_WHAT TO PRODUCE_
Line by line, transcribe the data shown below.

_SUPPLIED INFORMATION_
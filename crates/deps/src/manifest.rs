//! The project manifest (`pyproject.toml`).

use crate::error::ParseError;
use crate::requirement::{normalize_name, Requirement};
use serde::Deserialize;
use std::collections::BTreeMap;

pub const MANIFEST_FILE: &str = "pyproject.toml";

#[derive(Debug, Deserialize)]
struct PyProjectFile {
    project: Option<ProjectTable>,
}

#[derive(Debug, Deserialize)]
#[serde(rename_all = "kebab-case")]
struct ProjectTable {
    name: String,
    version: Option<String>,
    requires_python: Option<String>,
    #[serde(default)]
    dependencies: Vec<String>,
    #[serde(default)]
    optional_dependencies: BTreeMap<String, Vec<String>>,
}

#[derive(Debug, Clone, PartialEq, Eq)]
pub struct Manifest {
    /// Normalized project name.
    pub name: String,
    pub version: Option<String>,
    pub requires_python: Option<String>,
    pub dependencies: Vec<Requirement>,
    pub optional_dependencies: BTreeMap<String, Vec<Requirement>>,
}

impl Manifest {
    pub fn parse(content: &str) -> Result<Self, ParseError> {
        Self::parse_named(content, MANIFEST_FILE)
    }

    pub fn parse_named(content: &str, file: &str) -> Result<Self, ParseError> {
        let parsed: PyProjectFile =
            toml::from_str(content).map_err(|e| ParseError::new(file, e.to_string()))?;
        let project = parsed
            .project
            .ok_or_else(|| ParseError::new(file, "missing [project] table"))?;

        let parse_list = |items: &[String]| -> Result<Vec<Requirement>, ParseError> {
            items
                .iter()
                .map(|raw| Requirement::parse(raw).map_err(|e| ParseError::new(file, e.to_string())))
                .collect()
        };

        let dependencies = parse_list(&project.dependencies)?;
        let optional_dependencies = project
            .optional_dependencies
            .iter()
            .map(|(group, items)| Ok((normalize_name(group), parse_list(items)?)))
            .collect::<Result<BTreeMap<_, _>, ParseError>>()?;

        Ok(Self {
            name: normalize_name(&project.name),
            version: project.version,
            requires_python: project.requires_python,
            dependencies,
            optional_dependencies,
        })
    }
}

_EXERCISE OUTPUT_
filename crates/deps/src/manifest.rs
//! The project manifest (`pyproject.toml`).

use crate::error::ParseError;
use crate::requirement::{normalize_name, Requirement};
use serde::Deserialize;
use std::collections::BTreeMap;

pub const MANIFEST_FILE: &str = "pyproject.toml";

#[derive(Debug, Deserialize)]
struct PyProjectFile {
    project: Option<ProjectTable>,
}

#[derive(Debug, Deserialize)]
#[serde(rename_all = "kebab-case")]
struct ProjectTable {
    name: String,
    version: Option<String>,
    requires_python: Option<String>,
    #[serde(default)]
    dependencies: Vec<String>,
    #[serde(default)]
    optional_dependencies: BTreeMap<String, Vec<String>>,
}

#[derive(Debug, Clone, PartialEq, Eq)]
pub struct Manifest {
    /// Normalized project name.
    pub name: String,
    pub version: Option<String>,
    pub requires_python: Option<String>,
    pub dependencies: Vec<Requirement>,
    pub optional_dependencies: BTreeMap<String, Vec<Requirement>>,
}

impl Manifest {
    pub fn parse(content: &str) -> Result<Self, ParseError> {
        Self::parse_named(content, MANIFEST_FILE)
    }

    pub fn parse_named(content: &str, file: &str) -> Result<Self, ParseError> {
        let parsed: PyProjectFile =
            toml::from_str(content).map_err(|e| ParseError::new(file, e.to_string()))?;
        let project = parsed
            .project
            .ok_or_else(|| ParseError::new(file, "missing [project] table"))?;

        let parse_list = |items: &[String]| -> Result<Vec<Requirement>, ParseError> {
            items
                .iter()
                .map(|raw| Requirement::parse(raw).map_err(|e| ParseError::new(file, e.to_string())))
                .collect()
        };

        let dependencies = parse_list(&project.dependencies)?;
        let optional_dependencies = project
            .optional_dependencies
            .iter()
            .map(|(group, items)| Ok((normalize_name(group), parse_list(items)?)))
            .collect::<Result<BTreeMap<_, _>, ParseError>>()?;

        Ok(Self {
            name: normalize_name(&project.name),
            version: project.version,
            requires_python: project.requires_python,
            dependencies,
            optional_dependencies,
        })
    }
}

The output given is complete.